» **EXERCISE INPUT**
//! Tools module - agent capabilities
//!
//! Tools are the named callables an orchestration engine may invoke: the
//! Drive and Gmail gateway operations plus a handful of plain API lookups.
//! Each tool declares its parameters as [`ParamSpec`]s; the registry checks
//! arguments against them before the tool runs.

mod registry;
mod schema;
pub mod drive;
pub mod gmail;
pub mod weather;
pub mod clock;
pub mod translate;
pub mod speech;
pub mod summary;
pub mod reddit;
pub mod pdf;

pub use registry::{ToolDefinition, ToolOutcome, ToolRegistry};
pub use schema::{ParamKind, ParamSpec, ToolArgs};

use async_trait::async_trait;
use serde_json::Value;
use crate::Result;

/// Tool trait - interface for all agent tools
#[async_trait]
pub trait Tool: Send + Sync {
    /// Tool name used in function calls
    fn name(&self) -> &str;

    /// Description the model reads to decide when to call the tool
    fn description(&self) -> &str;

    /// Declared parameters, in display order
    fn parameters(&self) -> Vec<ParamSpec>;

    /// Execute with arguments already validated against `parameters()`
    async fn execute(&self, args: ToolArgs) -> Result<Value>;

    /// Convert to tool definition for the orchestration engine
    fn to_definition(&self) -> ToolDefinition {
        ToolDefinition {
            name: self.name().to_string(),
            description: self.description().to_string(),
            parameters: schema::json_schema(&self.parameters()),
        }
    }
}
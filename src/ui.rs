//! Terminal output helpers for the CLI

use colored::*;

const RULE_WIDTH: usize = 60;

pub fn print_header(title: &str) {
    let line = "─".repeat(RULE_WIDTH);
    println!("{}", line.black().bold());

    let name = "toolgate".yellow().bold();
    let version = format!("v{}", env!("CARGO_PKG_VERSION")).black().bold();
    println!("  {} {}  {}", name, version, title.cyan());

    println!("{}", line.black().bold());
}

pub fn print_step(msg: &str) {
    println!("  {} {}", "•".green(), msg);
}

pub fn print_success(msg: &str) {
    println!("  {} {}", "✓".green().bold(), msg.green());
}

pub fn print_warning(msg: &str) {
    println!("  {} {}", "⚠️ ".yellow().bold(), msg.yellow());
}

pub fn print_error(msg: &str) {
    println!("  {} {}", "❌".red().bold(), msg.red());
}

/// `label: value`, with the value dimmed when it is not set
pub fn print_field(label: &str, value: Option<&str>) {
    match value {
        Some(v) => println!("  {:<22} {}", format!("{}:", label), v),
        None => println!("  {:<22} {}", format!("{}:", label), "not set".black().bold()),
    }
}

» **TASK PROMPT**
Look through the entries and copy every line in which the string "ToolArgs" appears.

» **WRITTEN REPLY**
pub use schema::{ParamKind, ParamSpec, ToolArgs};
    async fn execute(&self, args: ToolArgs) -> Result<Value>;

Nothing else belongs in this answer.